→ **WHAT IS NEEDED**
Word for word, write out all of the entries that follow.

→ **Stored data entries**

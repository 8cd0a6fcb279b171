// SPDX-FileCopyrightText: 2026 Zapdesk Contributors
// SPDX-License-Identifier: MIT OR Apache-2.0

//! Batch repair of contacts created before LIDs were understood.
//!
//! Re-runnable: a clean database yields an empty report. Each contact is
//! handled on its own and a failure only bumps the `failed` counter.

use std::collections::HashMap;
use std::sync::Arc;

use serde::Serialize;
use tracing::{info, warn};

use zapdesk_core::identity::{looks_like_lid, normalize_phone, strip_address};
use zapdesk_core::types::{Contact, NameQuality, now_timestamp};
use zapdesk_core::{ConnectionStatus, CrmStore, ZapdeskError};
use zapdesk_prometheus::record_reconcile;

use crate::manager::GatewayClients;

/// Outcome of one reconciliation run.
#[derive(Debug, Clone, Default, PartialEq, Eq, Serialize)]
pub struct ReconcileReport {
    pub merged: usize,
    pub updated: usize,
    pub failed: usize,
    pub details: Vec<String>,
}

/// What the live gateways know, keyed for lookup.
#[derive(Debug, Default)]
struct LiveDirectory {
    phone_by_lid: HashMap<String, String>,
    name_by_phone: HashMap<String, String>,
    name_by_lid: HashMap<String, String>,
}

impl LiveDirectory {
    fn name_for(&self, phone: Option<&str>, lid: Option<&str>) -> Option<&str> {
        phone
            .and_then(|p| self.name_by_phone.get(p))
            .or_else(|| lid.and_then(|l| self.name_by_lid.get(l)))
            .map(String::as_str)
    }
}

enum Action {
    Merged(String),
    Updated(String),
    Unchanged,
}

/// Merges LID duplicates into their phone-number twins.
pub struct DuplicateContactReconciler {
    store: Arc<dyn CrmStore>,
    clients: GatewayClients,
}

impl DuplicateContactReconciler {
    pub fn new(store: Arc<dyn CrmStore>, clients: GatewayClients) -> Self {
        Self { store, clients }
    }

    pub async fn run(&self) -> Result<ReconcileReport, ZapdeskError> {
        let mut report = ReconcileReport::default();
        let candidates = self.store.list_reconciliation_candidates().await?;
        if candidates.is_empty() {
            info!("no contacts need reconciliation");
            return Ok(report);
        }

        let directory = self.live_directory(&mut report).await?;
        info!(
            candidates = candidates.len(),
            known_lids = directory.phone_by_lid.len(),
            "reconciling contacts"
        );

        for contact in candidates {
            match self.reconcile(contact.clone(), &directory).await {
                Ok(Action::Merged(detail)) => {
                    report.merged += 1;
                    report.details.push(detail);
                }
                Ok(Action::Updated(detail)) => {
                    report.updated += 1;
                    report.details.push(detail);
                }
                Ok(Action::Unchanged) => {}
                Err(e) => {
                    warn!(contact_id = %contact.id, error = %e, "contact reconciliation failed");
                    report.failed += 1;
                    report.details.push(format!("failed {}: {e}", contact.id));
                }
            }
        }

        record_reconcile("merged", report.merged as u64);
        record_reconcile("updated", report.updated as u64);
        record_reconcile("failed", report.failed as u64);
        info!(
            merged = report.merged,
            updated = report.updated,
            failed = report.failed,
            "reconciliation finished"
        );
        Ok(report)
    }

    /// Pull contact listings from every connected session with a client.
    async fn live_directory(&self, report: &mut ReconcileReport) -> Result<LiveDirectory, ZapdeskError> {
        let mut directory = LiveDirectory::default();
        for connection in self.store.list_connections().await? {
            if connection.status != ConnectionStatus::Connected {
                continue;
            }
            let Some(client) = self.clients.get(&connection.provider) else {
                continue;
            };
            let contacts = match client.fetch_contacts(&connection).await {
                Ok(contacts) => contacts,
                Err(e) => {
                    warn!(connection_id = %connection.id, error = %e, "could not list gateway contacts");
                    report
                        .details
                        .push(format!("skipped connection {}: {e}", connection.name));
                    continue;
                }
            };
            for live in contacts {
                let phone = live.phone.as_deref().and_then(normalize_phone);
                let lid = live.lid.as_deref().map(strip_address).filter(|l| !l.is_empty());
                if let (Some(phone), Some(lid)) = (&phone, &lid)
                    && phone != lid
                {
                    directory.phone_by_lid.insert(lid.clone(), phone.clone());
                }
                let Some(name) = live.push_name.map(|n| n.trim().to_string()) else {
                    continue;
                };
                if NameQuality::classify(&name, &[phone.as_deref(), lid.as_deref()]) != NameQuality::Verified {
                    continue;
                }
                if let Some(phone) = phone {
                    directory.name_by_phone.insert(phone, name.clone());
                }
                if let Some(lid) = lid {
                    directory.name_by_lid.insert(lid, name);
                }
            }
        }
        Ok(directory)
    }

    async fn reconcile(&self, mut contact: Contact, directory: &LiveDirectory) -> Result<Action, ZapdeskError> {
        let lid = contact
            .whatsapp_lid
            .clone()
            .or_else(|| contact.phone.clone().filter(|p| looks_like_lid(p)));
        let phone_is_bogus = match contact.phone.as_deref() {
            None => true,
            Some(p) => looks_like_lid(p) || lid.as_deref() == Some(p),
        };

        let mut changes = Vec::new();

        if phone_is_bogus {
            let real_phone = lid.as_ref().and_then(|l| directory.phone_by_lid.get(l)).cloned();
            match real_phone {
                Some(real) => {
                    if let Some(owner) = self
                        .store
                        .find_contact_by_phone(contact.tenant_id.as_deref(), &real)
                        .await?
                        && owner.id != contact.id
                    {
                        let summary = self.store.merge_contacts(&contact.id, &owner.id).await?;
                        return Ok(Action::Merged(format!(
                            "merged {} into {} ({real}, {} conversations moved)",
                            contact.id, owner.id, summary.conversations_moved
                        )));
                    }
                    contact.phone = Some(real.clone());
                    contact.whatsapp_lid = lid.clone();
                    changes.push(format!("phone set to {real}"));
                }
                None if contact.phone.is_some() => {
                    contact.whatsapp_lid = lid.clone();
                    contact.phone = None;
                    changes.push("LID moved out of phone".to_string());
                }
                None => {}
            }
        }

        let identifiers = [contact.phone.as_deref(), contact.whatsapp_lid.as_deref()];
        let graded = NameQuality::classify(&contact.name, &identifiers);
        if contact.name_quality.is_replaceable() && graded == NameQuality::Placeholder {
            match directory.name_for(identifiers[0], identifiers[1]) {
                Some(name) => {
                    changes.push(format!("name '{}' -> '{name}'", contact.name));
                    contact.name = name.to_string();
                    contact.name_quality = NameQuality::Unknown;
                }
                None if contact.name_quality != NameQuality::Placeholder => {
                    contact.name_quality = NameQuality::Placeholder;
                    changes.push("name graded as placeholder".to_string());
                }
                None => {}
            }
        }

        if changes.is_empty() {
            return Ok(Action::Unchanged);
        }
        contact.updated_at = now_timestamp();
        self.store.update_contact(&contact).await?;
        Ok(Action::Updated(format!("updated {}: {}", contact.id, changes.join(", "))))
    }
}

→ **RESPONSE**
repository 8cd0a6fcb279b171
// SPDX-FileCopyrightText: 2026 Zapdesk Contributors
// SPDX-License-Identifier: MIT OR Apache-2.0

//! Batch repair of contacts created before LIDs were understood.
//!
//! Re-runnable: a clean database yields an empty report. Each contact is
//! handled on its own and a failure only bumps the `failed` counter.

use std::collections::HashMap;
use std::sync::Arc;

use serde::Serialize;
use tracing::{info, warn};

use zapdesk_core::identity::{looks_like_lid, normalize_phone, strip_address};
use zapdesk_core::types::{Contact, NameQuality, now_timestamp};
use zapdesk_core::{ConnectionStatus, CrmStore, ZapdeskError};
use zapdesk_prometheus::record_reconcile;

use crate::manager::GatewayClients;

/// Outcome of one reconciliation run.
#[derive(Debug, Clone, Default, PartialEq, Eq, Serialize)]
pub struct ReconcileReport {
    pub merged: usize,
    pub updated: usize,
    pub failed: usize,
    pub details: Vec<String>,
}

/// What the live gateways know, keyed for lookup.
#[derive(Debug, Default)]
struct LiveDirectory {
    phone_by_lid: HashMap<String, String>,
    name_by_phone: HashMap<String, String>,
    name_by_lid: HashMap<String, String>,
}

impl LiveDirectory {
    fn name_for(&self, phone: Option<&str>, lid: Option<&str>) -> Option<&str> {
        phone
            .and_then(|p| self.name_by_phone.get(p))
            .or_else(|| lid.and_then(|l| self.name_by_lid.get(l)))
            .map(String::as_str)
    }
}

enum Action {
    Merged(String),
    Updated(String),
    Unchanged,
}

/// Merges LID duplicates into their phone-number twins.
pub struct DuplicateContactReconciler {
    store: Arc<dyn CrmStore>,
    clients: GatewayClients,
}

impl DuplicateContactReconciler {
    pub fn new(store: Arc<dyn CrmStore>, clients: GatewayClients) -> Self {
        Self { store, clients }
    }

    pub async fn run(&self) -> Result<ReconcileReport, ZapdeskError> {
        let mut report = ReconcileReport::default();
        let candidates = self.store.list_reconciliation_candidates().await?;
        if candidates.is_empty() {
            info!("no contacts need reconciliation");
            return Ok(report);
        }

        let directory = self.live_directory(&mut report).await?;
        info!(
            candidates = candidates.len(),
            known_lids = directory.phone_by_lid.len(),
            "reconciling contacts"
        );

        for contact in candidates {
            match self.reconcile(contact.clone(), &directory).await {
                Ok(Action::Merged(detail)) => {
                    report.merged += 1;
                    report.details.push(detail);
                }
                Ok(Action::Updated(detail)) => {
                    report.updated += 1;
                    report.details.push(detail);
                }
                Ok(Action::Unchanged) => {}
                Err(e) => {
                    warn!(contact_id = %contact.id, error = %e, "contact reconciliation failed");
                    report.failed += 1;
                    report.details.push(format!("failed {}: {e}", contact.id));
                }
            }
        }

        record_reconcile("merged", report.merged as u64);
        record_reconcile("updated", report.updated as u64);
        record_reconcile("failed", report.failed as u64);
        info!(
            merged = report.merged,
            updated = report.updated,
            failed = report.failed,
            "reconciliation finished"
        );
        Ok(report)
    }

    /// Pull contact listings from every connected session with a client.
    async fn live_directory(&self, report: &mut ReconcileReport) -> Result<LiveDirectory, ZapdeskError> {
        let mut directory = LiveDirectory::default();
        for connection in self.store.list_connections().await? {
            if connection.status != ConnectionStatus::Connected {
                continue;
            }
            let Some(client) = self.clients.get(&connection.provider) else {
                continue;
            };
            let contacts = match client.fetch_contacts(&connection).await {
                Ok(contacts) => contacts,
                Err(e) => {
                    warn!(connection_id = %connection.id, error = %e, "could not list gateway contacts");
                    report
                        .details
                        .push(format!("skipped connection {}: {e}", connection.name));
                    continue;
                }
            };
            for live in contacts {
                let phone = live.phone.as_deref().and_then(normalize_phone);
                let lid = live.lid.as_deref().map(strip_address).filter(|l| !l.is_empty());
                if let (Some(phone), Some(lid)) = (&phone, &lid)
                    && phone != lid
                {
                    directory.phone_by_lid.insert(lid.clone(), phone.clone());
                }
                let Some(name) = live.push_name.map(|n| n.trim().to_string()) else {
                    continue;
                };
                if NameQuality::classify(&name, &[phone.as_deref(), lid.as_deref()]) != NameQuality::Verified {
                    continue;
                }
                if let Some(phone) = phone {
                    directory.name_by_phone.insert(phone, name.clone());
                }
                if let Some(lid) = lid {
                    directory.name_by_lid.insert(lid, name);
                }
            }
        }
        Ok(directory)
    }

    async fn reconcile(&self, mut contact: Contact, directory: &LiveDirectory) -> Result<Action, ZapdeskError> {
        let lid = contact
            .whatsapp_lid
            .clone()
            .or_else(|| contact.phone.clone().filter(|p| looks_like_lid(p)));
        let phone_is_bogus = match contact.phone.as_deref() {
            None => true,
            Some(p) => looks_like_lid(p) || lid.as_deref() == Some(p),
        };

        let mut changes = Vec::new();

        if phone_is_bogus {
            let real_phone = lid.as_ref().and_then(|l| directory.phone_by_lid.get(l)).cloned();
            match real_phone {
                Some(real) => {
                    if let Some(owner) = self
                        .store
                        .find_contact_by_phone(contact.tenant_id.as_deref(), &real)
                        .await?
                        && owner.id != contact.id
                    {
                        let summary = self.store.merge_contacts(&contact.id, &owner.id).await?;
                        return Ok(Action::Merged(format!(
                            "merged {} into {} ({real}, {} conversations moved)",
                            contact.id, owner.id, summary.conversations_moved
                        )));
                    }
                    contact.phone = Some(real.clone());
                    contact.whatsapp_lid = lid.clone();
                    changes.push(format!("phone set to {real}"));
                }
                None if contact.phone.is_some() => {
                    contact.whatsapp_lid = lid.clone();
                    contact.phone = None;
                    changes.push("LID moved out of phone".to_string());
                }
                None => {}
            }
        }

        let identifiers = [contact.phone.as_deref(), contact.whatsapp_lid.as_deref()];
        let graded = NameQuality::classify(&contact.name, &identifiers);
        if contact.name_quality.is_replaceable() && graded == NameQuality::Placeholder {
            match directory.name_for(identifiers[0], identifiers[1]) {
                Some(name) => {
                    changes.push(format!("name '{}' -> '{name}'", contact.name));
                    contact.name = name.to_string();
                    contact.name_quality = NameQuality::Unknown;
                }
                None if contact.name_quality != NameQuality::Placeholder => {
                    contact.name_quality = NameQuality::Placeholder;
                    changes.push("name graded as placeholder".to_string());
                }
                None => {}
            }
        }

        if changes.is_empty() {
            return Ok(Action::Unchanged);
        }
        contact.updated_at = now_timestamp();
        self.store.update_contact(&contact).await?;
        Ok(Action::Updated(format!("updated {}: {}", contact.id, changes.join(", "))))
    }
}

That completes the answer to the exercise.